Sin la colaboración activa del Supremo Tribunal Federal, el golpe no habría sido perpetrado. La Corte Suprema, integrada a la estrategia mediático-golpista, se lavó las manos; fue cómplice del golpe. Decidió seguir el rito formal de juicio político y se negó a pronunciarse sobre la aberración jurídica de un proceso dirigido por el gángster Eduardo Cunha a pesar de la inexistencia de hecho delictivo, como exige la Constitución.

De ahí en adelante, el país entró en una espiral de retrocesos y atrocidades. El régimen de excepción se profundizó, y hoy en día es difícil saber si Brasil está fuera de lo normal, o está bajo el término de una «nueva normalidad» en el que prosperan las características típicas de los estados policíacos, autoritarios, junto con la lógica neofascista.

Cada día el golpe se propaga. No pasa un solo día sin que ocurra un nuevo ataque al pueblo, a la economía nacional, a la soberanía del país y al estado de derecho. El arsenal del golpe parece inagotable. Cuando uno se imaginaba que la destrucción de la CLT sería el principio del final, los golpistas respondieron con la liberación del trabajo esclavo.

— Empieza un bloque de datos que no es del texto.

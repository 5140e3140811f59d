//! Registers every stored permission as a gate rule.

use crate::registry::Gate;
use crate::rule::Rule;
use std::sync::{Arc, Weak};
use tracing::{info, instrument, warn};
use warden_acl::{AclStore, Permission, PermissionCache, PermissionListener};

/// Counts from one registration pass.
#[derive(Debug, Clone, Copy, Default, PartialEq, Eq)]
pub struct RegistrationReport {
    /// Abilities checked against the actor's permission slugs.
    pub rules: usize,
    /// Abilities delegated to a `Controller@method` action.
    pub delegates: usize,
}

impl RegistrationReport {
    pub fn total(&self) -> usize {
        self.rules + self.delegates
    }
}

/// Loads permissions through the snapshot cache and defines one ability each.
pub struct GateRegistrar {
    gate: Arc<dyn Gate>,
    store: Arc<dyn AclStore>,
    cache: PermissionCache,
}

impl GateRegistrar {
    pub fn new(gate: Arc<dyn Gate>, store: Arc<dyn AclStore>, cache: PermissionCache) -> Self {
        Self { gate, store, cache }
    }

    /// All permissions with their roles, from the cache or the store.
    ///
    /// Never fails. On any store or cache error the snapshot key is
    /// forgotten and an empty list is returned, so no abilities get defined.
    pub async fn permissions(&self) -> Vec<Permission> {
        let store = self.store.clone();
        let loaded = self
            .cache
            .remember(move || async move { store.permissions_with_roles().await })
            .await;

        match loaded {
            Ok(permissions) => permissions,
            Err(e) => {
                warn!(error = %e, key = self.cache.key(), "could not load permissions; registering none");
                if let Err(e) = self.cache.forget().await {
                    warn!(error = %e, key = self.cache.key(), "could not forget permission cache");
                }
                Vec::new()
            }
        }
    }

    /// Replace the gate's abilities with one per stored permission.
    #[instrument(skip(self))]
    pub async fn register(&self) -> RegistrationReport {
        let permissions = self.permissions().await;
        self.install(&permissions)
    }

    /// Keep the gate in step with every catalog write made through this cache.
    pub fn follow_changes(self: &Arc<Self>) {
        self.cache.subscribe(Arc::new(Follower(Arc::downgrade(self))));
    }

    /// Reset the gate, then define an ability for each of `permissions`.
    /// Abilities of permissions no longer present disappear.
    fn install(&self, permissions: &[Permission]) -> RegistrationReport {
        let mut report = RegistrationReport::default();
        self.gate.reset();

        for permission in permissions {
            if permission.is_controller_action() {
                self.gate
                    .define(permission.ability(), Rule::delegate(permission.slug.clone()));
                report.delegates += 1;
            } else {
                self.gate
                    .define(permission.ability(), Rule::permission(permission.slug.clone()));
                report.rules += 1;
            }
        }

        info!(rules = report.rules, delegates = report.delegates, "gate abilities registered");
        report
    }

    /// Drop the snapshot and register again from the store.
    pub async fn refresh(&self) -> RegistrationReport {
        if let Err(e) = self.cache.forget().await {
            warn!(error = %e, key = self.cache.key(), "could not forget permission cache");
        }
        self.register().await
    }
}

impl PermissionListener for GateRegistrar {
    fn permissions_changed(&self, permissions: &[Permission]) {
        self.install(permissions);
    }
}

/// Weak so the cache's listener list does not keep the registrar alive.
struct Follower(Weak<GateRegistrar>);

impl PermissionListener for Follower {
    fn permissions_changed(&self, permissions: &[Permission]) {
        if let Some(registrar) = self.0.upgrade() {
            registrar.install(permissions);
        }
    }
}
//! Authorization rules.

use std::fmt;
use std::sync::Arc;
use warden_acl::Authorizable;

/// A predicate over the acting actor.
pub type Check = Arc<dyn Fn(&dyn Authorizable) -> bool + Send + Sync>;

/// What a gate evaluates for an ability.
#[derive(Clone)]
pub enum Rule {
    /// Evaluate in place.
    Check(Check),
    /// Hand off to a registered `Controller@method` action.
    Delegate(String),
}

impl Rule {
    pub fn check<F>(f: F) -> Self
    where
        F: Fn(&dyn Authorizable) -> bool + Send + Sync + 'static,
    {
        Self::Check(Arc::new(f))
    }

    /// Granted when the actor's roles carry `slug`.
    pub fn permission(slug: impl Into<String>) -> Self {
        let slug = slug.into();
        Self::check(move |actor| actor.permission_slugs().contains(&slug.as_str()))
    }

    pub fn delegate(action: impl Into<String>) -> Self {
        Self::Delegate(action.into())
    }

    pub fn is_delegate(&self) -> bool {
        matches!(self, Self::Delegate(_))
    }
}

impl fmt::Debug for Rule {
    fn fmt(&self, f: &mut fmt::Formatter<'_>) -> fmt::Result {
        match self {
            Self::Check(_) => f.write_str("Rule::Check(..)"),
            Self::Delegate(action) => f.debug_tuple("Rule::Delegate").field(action).finish(),
        }
    }
}

#[cfg(test)]
mod tests {
    use super::*;
    use warden_acl::{Actor, NewPermission, NewRole, RoleHolder};

    fn actor_with(slugs: &[&str]) -> Actor {
        let mut role = NewRole::new("Editor", "editor").into_role();
        role.permissions = slugs
            .iter()
            .map(|s| NewPermission::new(*s, *s).into_permission())
            .collect();
        let mut actor = Actor::new("ada");
        actor.set_roles(vec![role]);
        actor
    }

    #[test]
    fn test_permission_rule_matches_slug() {
        let rule = Rule::permission("create-posts");
        let Rule::Check(check) = rule else {
            panic!("expected a check rule");
        };

        assert!(check(&actor_with(&["create-posts"])));
        assert!(!check(&actor_with(&["view-posts"])));
        assert!(!check(&Actor::new("nobody")));
    }

    #[test]
    fn test_debug_output() {
        assert_eq!(format!("{:?}", Rule::check(|_| true)), "Rule::Check(..)");
        assert_eq!(
            format!("{:?}", Rule::delegate("PostController@store")),
            "Rule::Delegate(\"PostController@store\")"
        );
        assert!(Rule::delegate("A@b").is_delegate());
    }
}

La semana pasada, los signos de esta «nueva normalidad» coloreaban los paisajes de una nación trágicamente destrozada:

– Los fiscales del Lava Jato, poseídos por el delirio salvacionaista que los caracteriza, crearon la Liga de la Justicia, inspirada en los «metahumanos» del filme norteamericano homónimo. Ellos son la Justicia, por encima de las instituciones, de las leyes y de la Constitución.

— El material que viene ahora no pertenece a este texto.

//! Permission entity.

use crate::role::Role;
use serde::{Deserialize, Serialize};
use warden_common_core::{PermissionId, Timestamp};

/// Delimiter marking a slug as a `Controller@method` delegation.
pub const CONTROLLER_ACTION_DELIMITER: char = '@';

/// Actions generated for every resource by [`resource_permissions`].
pub const RESOURCE_ACTIONS: [&str; 5] = ["viewAny", "view", "create", "update", "delete"];

/// A single grantable action.
#[derive(Debug, Clone, PartialEq, Eq, Serialize, Deserialize)]
pub struct Permission {
    pub id: PermissionId,
    /// Display name; also the ability name for controller-action permissions.
    pub name: String,
    /// Unique key. May encode `Controller@method`.
    pub slug: String,
    /// Free-form classification, e.g. the resource the permission belongs to.
    pub model: Option<String>,
    pub created_at: Timestamp,
    pub updated_at: Timestamp,
    /// Roles granting this permission; `None` until loaded.
    #[serde(default, skip_serializing_if = "Option::is_none")]
    pub roles: Option<Vec<Role>>,
}

impl Permission {
    /// Whether the slug delegates to a controller action.
    pub fn is_controller_action(&self) -> bool {
        self.slug.contains(CONTROLLER_ACTION_DELIMITER)
    }

    /// Ability name this permission is registered under.
    pub fn ability(&self) -> &str {
        if self.is_controller_action() {
            &self.name
        } else {
            &self.slug
        }
    }

    /// Copy without the role relation, as stored inside a loaded role.
    pub fn without_roles(&self) -> Self {
        Self {
            roles: None,
            ..self.clone()
        }
    }
}

/// Attributes for a permission that has not been persisted yet.
#[derive(Debug, Clone, PartialEq, Eq, Serialize, Deserialize)]
pub struct NewPermission {
    pub name: String,
    pub slug: String,
    pub model: Option<String>,
}

impl NewPermission {
    pub fn new(name: impl Into<String>, slug: impl Into<String>) -> Self {
        Self {
            name: name.into(),
            slug: slug.into(),
            model: None,
        }
    }

    pub fn with_model(mut self, model: impl Into<String>) -> Self {
        self.model = Some(model.into());
        self
    }

    /// Materialize with a fresh id and timestamps.
    pub fn into_permission(self) -> Permission {
        let now = Timestamp::now();
        Permission {
            id: PermissionId::new(),
            name: self.name,
            slug: self.slug,
            model: self.model,
            created_at: now,
            updated_at: now,
            roles: None,
        }
    }
}

/// The standard permission set for a resource.
///
/// Produces one permission per entry of [`RESOURCE_ACTIONS`], slugged
/// `{action}-{lowercase resource}` and named after the action.
pub fn resource_permissions(resource: &str) -> Vec<NewPermission> {
    let suffix = resource.to_lowercase();
    RESOURCE_ACTIONS
        .iter()
        .map(|action| NewPermission::new(*action, format!("{action}-{suffix}")).with_model(resource))
        .collect()
}
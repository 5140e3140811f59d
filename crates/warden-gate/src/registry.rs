//! The gate port and its in-memory registry.

use crate::rule::{Check, Rule};
use dashmap::DashMap;
use std::sync::Arc;
use tracing::{debug, warn};
use warden_acl::{log_authz, Authorizable};

/// Something that accepts ability definitions.
pub trait Gate: Send + Sync {
    /// Define (or redefine) the rule for `ability`.
    fn define(&self, ability: &str, rule: Rule);

    /// Drop every defined ability. Action handlers stay registered.
    fn reset(&self);
}

/// In-memory gate: ability rules plus the action handlers delegates resolve to.
#[derive(Default)]
pub struct GateRegistry {
    rules: DashMap<String, Rule>,
    actions: DashMap<String, Check>,
}

impl GateRegistry {
    pub fn new() -> Self {
        Self::default()
    }

    /// Register the handler a `Controller@method` delegate resolves to.
    pub fn register_action<F>(&self, action: &str, handler: F)
    where
        F: Fn(&dyn Authorizable) -> bool + Send + Sync + 'static,
    {
        self.actions.insert(action.to_string(), Arc::new(handler));
    }

    pub fn has(&self, ability: &str) -> bool {
        self.rules.contains_key(ability)
    }

    /// Defined abilities, sorted.
    pub fn abilities(&self) -> Vec<String> {
        let mut abilities: Vec<String> = self.rules.iter().map(|e| e.key().clone()).collect();
        abilities.sort();
        abilities
    }

    pub fn rule(&self, ability: &str) -> Option<Rule> {
        self.rules.get(ability).map(|e| e.value().clone())
    }

    pub fn len(&self) -> usize {
        self.rules.len()
    }

    pub fn is_empty(&self) -> bool {
        self.rules.is_empty()
    }

    /// Evaluate `ability` for `actor`. Undefined abilities deny.
    pub fn allows(&self, ability: &str, actor: &dyn Authorizable) -> bool {
        // Clone out so no map guard is held while user code runs.
        let granted = match self.rule(ability) {
            Some(Rule::Check(check)) => check(actor),
            Some(Rule::Delegate(action)) => match self.actions.get(&action).map(|e| e.value().clone()) {
                Some(handler) => handler(actor),
                None => {
                    warn!(ability, action = %action, "no handler registered for delegated ability");
                    false
                }
            },
            None => {
                debug!(ability, "ability not defined");
                false
            }
        };

        log_authz(Some(actor.key()), &[ability], granted, None);
        granted
    }

    pub fn denies(&self, ability: &str, actor: &dyn Authorizable) -> bool {
        !self.allows(ability, actor)
    }
}

impl Gate for GateRegistry {
    fn define(&self, ability: &str, rule: Rule) {
        debug!(ability, delegate = rule.is_delegate(), "ability defined");
        self.rules.insert(ability.to_string(), rule);
    }

    fn reset(&self) {
        debug!(abilities = self.rules.len(), "gate reset");
        self.rules.clear();
    }
}

#[cfg(test)]
mod tests {
    use super::*;
    use warden_acl::{Actor, HasRoles, NewPermission, NewRole, RoleHolder};

    fn editor() -> Actor {
        let mut role = NewRole::new("Editor", "editor").into_role();
        role.permissions = vec![NewPermission::new("create", "create-posts").into_permission()];
        let mut actor = Actor::new("ada");
        actor.set_roles(vec![role]);
        actor
    }

    #[test]
    fn test_undefined_ability_denies() {
        let gate = GateRegistry::new();
        assert!(gate.denies("create-posts", &editor()));
        assert!(!gate.has("create-posts"));
    }

    #[test]
    fn test_check_rule() {
        let gate = GateRegistry::new();
        gate.define("create-posts", Rule::permission("create-posts"));

        assert!(gate.allows("create-posts", &editor()));
        assert!(gate.denies("create-posts", &Actor::new("bob")));
    }

    #[test]
    fn test_delegate_uses_registered_action() {
        let gate = GateRegistry::new();
        gate.define("destroy", Rule::delegate("PostController@destroy"));
        assert!(gate.denies("destroy", &editor()));

        gate.register_action("PostController@destroy", |actor| actor.is_role("editor"));
        assert!(gate.allows("destroy", &editor()));
        assert!(gate.denies("destroy", &Actor::new("bob")));
    }

    #[test]
    fn test_redefine_overwrites() {
        let gate = GateRegistry::new();
        gate.define("export", Rule::check(|_| false));
        gate.define("export", Rule::check(|_| true));

        assert_eq!(gate.len(), 1);
        assert!(gate.allows("export", &Actor::new("bob")));
    }

    #[test]
    fn test_abilities_sorted_and_reset() {
        let gate = GateRegistry::new();
        gate.define("b", Rule::check(|_| true));
        gate.define("a", Rule::delegate("PostController@publish"));
        gate.register_action("PostController@publish", |_| true);

        assert_eq!(gate.abilities(), vec!["a", "b"]);
        gate.reset();
        assert!(gate.is_empty());
        assert!(gate.denies("a", &Actor::new("bob")));

        gate.define("a", Rule::delegate("PostController@publish"));
        assert!(gate.allows("a", &Actor::new("bob")));
    }
}
impl SqliteStore {
    /// Wrap an open pool, creating missing tables.
    pub async fn new(db: DatabasePool, tables: TableNames) -> Result<Self, DatabaseError> {
        bootstrap(db.pool(), &tables).await?;
        Ok(Self { db, tables })
    }

    /// Open (or create) the database at `path`. `:memory:` gives a private in-memory database.
    pub async fn open(path: &str, config: &AclConfig) -> Result<Self, DatabaseError> {
        let pool_config = PoolConfig::file(path)?;
        let tables = TableNames::from_config(config)?;
        Self::new(DatabasePool::new(pool_config).await?, tables).await
    }

    pub async fn in_memory() -> Result<Self, DatabaseError> {
        Self::new(DatabasePool::new(PoolConfig::in_memory()).await?, TableNames::default()).await
    }

    pub fn pool(&self) -> &DatabasePool {
        &self.db
    }

    pub fn tables(&self) -> &TableNames {
        &self.tables
    }

    pub async fn close(&self) {
        self.db.close().await;
    }

    async fn permissions_of_role(&self, role: RoleId) -> AclResult<Vec<Permission>> {
        let sql = format!(
            "SELECT {PERMISSION_COLUMNS} FROM {ROLE_PERMISSION_TABLE} rp \
             JOIN {} p ON p.id = rp.permission_id \
             WHERE rp.role_id = ? ORDER BY rp.rowid",
            self.tables.permissions
        );
        sqlx::query_as::<_, PermissionRow>(&sql)
            .bind(role.as_uuid().to_string())
            .fetch_all(self.db.pool())
            .await
            .map_err(store_err)?
            .into_iter()
            .map(PermissionRow::into_permission)
            .collect()
    }

    async fn hydrate(&self, row: RoleRow) -> AclResult<Role> {
        let mut role = row.into_role()?;
        role.permissions = self.permissions_of_role(role.id).await?;
        Ok(role)
    }

    async fn hydrate_all(&self, rows: Vec<RoleRow>) -> AclResult<Vec<Role>> {
        let mut roles = Vec::with_capacity(rows.len());
        for row in rows {
            roles.push(self.hydrate(row).await?);
        }
        Ok(roles)
    }

    async fn find_role_where(&self, column: &str, value: String) -> AclResult<Option<Role>> {
        let sql = format!("SELECT {ROLE_COLUMNS} FROM {} r WHERE r.{column} = ?", self.tables.roles);
        let row = sqlx::query_as::<_, RoleRow>(&sql)
            .bind(value)
            .fetch_optional(self.db.pool())
            .await
            .map_err(store_err)?;
        match row {
            Some(row) => Ok(Some(self.hydrate(row).await?)),
            None => Ok(None),
        }
    }

    async fn find_permission_where(&self, column: &str, value: String) -> AclResult<Option<Permission>> {
        let sql = format!(
            "SELECT {PERMISSION_COLUMNS} FROM {} p WHERE p.{column} = ?",
            self.tables.permissions
        );
        sqlx::query_as::<_, PermissionRow>(&sql)
            .bind(value)
            .fetch_optional(self.db.pool())
            .await
            .map_err(store_err)?
            .map(PermissionRow::into_permission)
            .transpose()
    }

    async fn ensure_holder(&self, conn: &mut SqliteConnection, holder: Holder) -> AclResult<()> {
        if let Holder::Permission(id) = holder {
            let sql = format!("SELECT 1 FROM {} WHERE id = ?", self.tables.permissions);
            let found: Option<i64> = sqlx::query_scalar(&sql)
                .bind(id.as_uuid().to_string())
                .fetch_optional(&mut *conn)
                .await
                .map_err(store_err)?;
            if found.is_none() {
                return Err(AclError::PermissionNotFound(id.to_string()));
            }
        }
        Ok(())
    }

    async fn ensure_role(&self, conn: &mut SqliteConnection, role: RoleId) -> AclResult<()> {
        let sql = format!("SELECT 1 FROM {} WHERE id = ?", self.tables.roles);
        let found: Option<i64> = sqlx::query_scalar(&sql)
            .bind(role.as_uuid().to_string())
            .fetch_optional(&mut *conn)
            .await
            .map_err(store_err)?;
        found
            .map(|_| ())
            .ok_or_else(|| AclError::RoleNotFound(role.to_string()))
    }

    async fn role_ids_of(&self, conn: &mut SqliteConnection, holder: Holder) -> AclResult<Vec<RoleId>> {
        let (table, column, key) = holder_binding(holder);
        let sql = format!("SELECT role_id FROM {table} WHERE {column} = ? ORDER BY rowid");
        let raw: Vec<String> = sqlx::query_scalar(&sql)
            .bind(key)
            .fetch_all(&mut *conn)
            .await
            .map_err(store_err)?;
        raw.iter().map(|id| parse_id(id, RoleId::parse)).collect()
    }

    async fn insert_link(&self, conn: &mut SqliteConnection, holder: Holder, role: RoleId) -> AclResult<bool> {
        let role_key = role.as_uuid().to_string();
        let result = match holder {
            Holder::Permission(id) => {
                sqlx::query(&format!(
                    "INSERT OR IGNORE INTO {ROLE_PERMISSION_TABLE} (role_id, permission_id) VALUES (?, ?)"
                ))
                .bind(role_key)
                .bind(id.as_uuid().to_string())
                .execute(&mut *conn)
                .await
            }
            Holder::Actor(id) => {
                let now = Utc::now();
                sqlx::query(&format!(
                    "INSERT OR IGNORE INTO {ROLE_USER_TABLE} (role_id, user_id, created_at, updated_at) \
                     VALUES (?, ?, ?, ?)"
                ))
                .bind(role_key)
                .bind(id.as_uuid().to_string())
                .bind(now)
                .bind(now)
                .execute(&mut *conn)
                .await
            }
        }
        .map_err(store_err)?;
        Ok(result.rows_affected() == 1)
    }

    async fn delete_links(
        &self,
        conn: &mut SqliteConnection,
        holder: Holder,
        role: Option<RoleId>,
    ) -> AclResult<usize> {
        let (table, column, key) = holder_binding(holder);
        let result = match role {
            Some(role) => {
                sqlx::query(&format!("DELETE FROM {table} WHERE {column} = ? AND role_id = ?"))
                    .bind(key)
                    .bind(role.as_uuid().to_string())
                    .execute(&mut *conn)
                    .await
            }
            None => {
                sqlx::query(&format!("DELETE FROM {table} WHERE {column} = ?"))
                    .bind(key)
                    .execute(&mut *conn)
                    .await
            }
        }
        .map_err(store_err)?;
        Ok(result.rows_affected() as usize)
    }
}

– El juez Marcelo Bretas, versión Sérgio Moro de Río de Janeiro, se exhibió en los medios sociales ostentando el porte de un arma mortífera, de alto poder destructivo. El efecto simbólico de la imagen del juez-Rambo no es diferente de la imagen de un jefe del crimen organizado con una ametralladora en mano: ambos tienen su propia Justicia;

– Gilmar Mendes, juez tucano del Supremo Tribunal Federal, aplica el extraño criterio de justicia para [y entre] amigos para otorgar el tercer habeas corpus al empresario mafioso de los transportes de Rio de Janeiro, Jacob Barata Filho -que es su compadre, socio de su cuñado y cliente del estudio de abogados de su esposa: la hija de Barata se casó con el hijo de la esposa do Gilmar, Guiomar Mendes-;

– Rodrigo Tacla Durán, un ex Odebrecht indicó que Carlos Zucolotto solicitó cinco millones de dólares de soborno para facilitar la delación premiada que sería avalada por alguien de la fuerza del Lava Jato, conocido por el acrónimo «DD». Tan solo se trataría de un caso más de corrupción, si no fuese porque Carlos Zucolotto es padrino de matrimonio de Sérgio Moro y socio del bufete de abogados de su esposa, Rosângela Moro, que en el pasado recibió honorarios del propio Rodrigo Tacla Duran. Llama la atención, en este caso, el desinterés de la Lava Jato y de la Red Globo para averiguar si la identidad de «DD» es sinónimo de «Duis Dinácio Dula de Dilva», como ya ironiza el pueblo, o si puede significar Dolores Duran, o quien sabe, Deltan Dalagnoll, el predicador fanático.

Brasil fue apropiado por un bandidaje jurídico, político, mediático y empresarial que se protege profundizando el régimen de excepción.

Garantizar que la elección presidencial de 2018 sea limpia y democrática, con la presencia de Lula en la urna electrónica, es condición esencial para que el pueblo brasileño pueda interrumpir este proceso devastador para revocar los retrocesos, restaurar la democracia y dar inicio a la restauración económica, política y social del país.

Jeferson Miola es integrante del Instituto de Debates, Estudios e Alternativas (Idea) de Porto Alegre (Brasil), fue coordinador-ejecutivo del 5º Foro Social Mundial y director de la Secretaría Administrativa del Mercosur.